Would you copy out each line of the records below that includes the word "focused"?

(Stored data entries)
- - - -
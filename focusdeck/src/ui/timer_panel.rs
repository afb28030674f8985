//! Timer panel rendering.

use ratatui::{
    Frame,
    layout::Rect,
    text::{Line, Span},
    widgets::{Block, Borders, Paragraph},
};

use crate::app::{App, PanelFocus};
use crate::storage::KvStore;
use crate::timer::TimerPhase;

use super::theme::Palette;

/// Formats a second count as `MM:SS`.
#[must_use]
pub fn format_mm_ss(secs: u32) -> String {
    format!("{:02}:{:02}", secs / 60, secs % 60)
}

/// Render the timer panel: remaining time, phase, session task, and the
/// staged duration.
pub fn render<S: KvStore>(frame: &mut Frame, area: Rect, app: &App<S>, palette: &Palette) {
    let focused = app.focus == PanelFocus::Timer;

    let (phase_label, phase_style) = match app.engine.phase() {
        TimerPhase::Running => ("running", palette.bold().fg(palette.success)),
        TimerPhase::Idle if app.engine.remaining_secs() == 0 => {
            ("done", palette.bold().fg(palette.warning))
        }
        TimerPhase::Idle => ("paused", palette.dimmed()),
    };

    let session_task = app
        .engine
        .selected_task()
        .and_then(|id| app.tasks.get(id))
        .map_or_else(
            || "no task selected".to_string(),
            |task| format!("focusing: {}", task.text),
        );

    let lines = vec![
        Line::from(Span::styled(
            format_mm_ss(app.engine.remaining_secs()),
            palette.bold(),
        )),
        Line::from(Span::styled(phase_label, phase_style)),
        Line::from(Span::styled(session_task, palette.dimmed())),
        Line::from(Span::styled(
            format!("next session: {} min", app.pending_minutes),
            palette.dimmed(),
        )),
        Line::from(Span::styled(
            "space start/pause  r reset  +/- minutes  enter set",
            palette.dimmed(),
        )),
    ];

    let block = Block::default()
        .title(Span::styled("Timer", palette.panel_title(palette.timer_title)))
        .borders(Borders::ALL)
        .border_style(palette.border(focused));

    frame.render_widget(Paragraph::new(lines).block(block).centered(), area);
}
- - - -
Response area:
    let focused = app.focus == PanelFocus::Timer;
        .border_style(palette.border(focused));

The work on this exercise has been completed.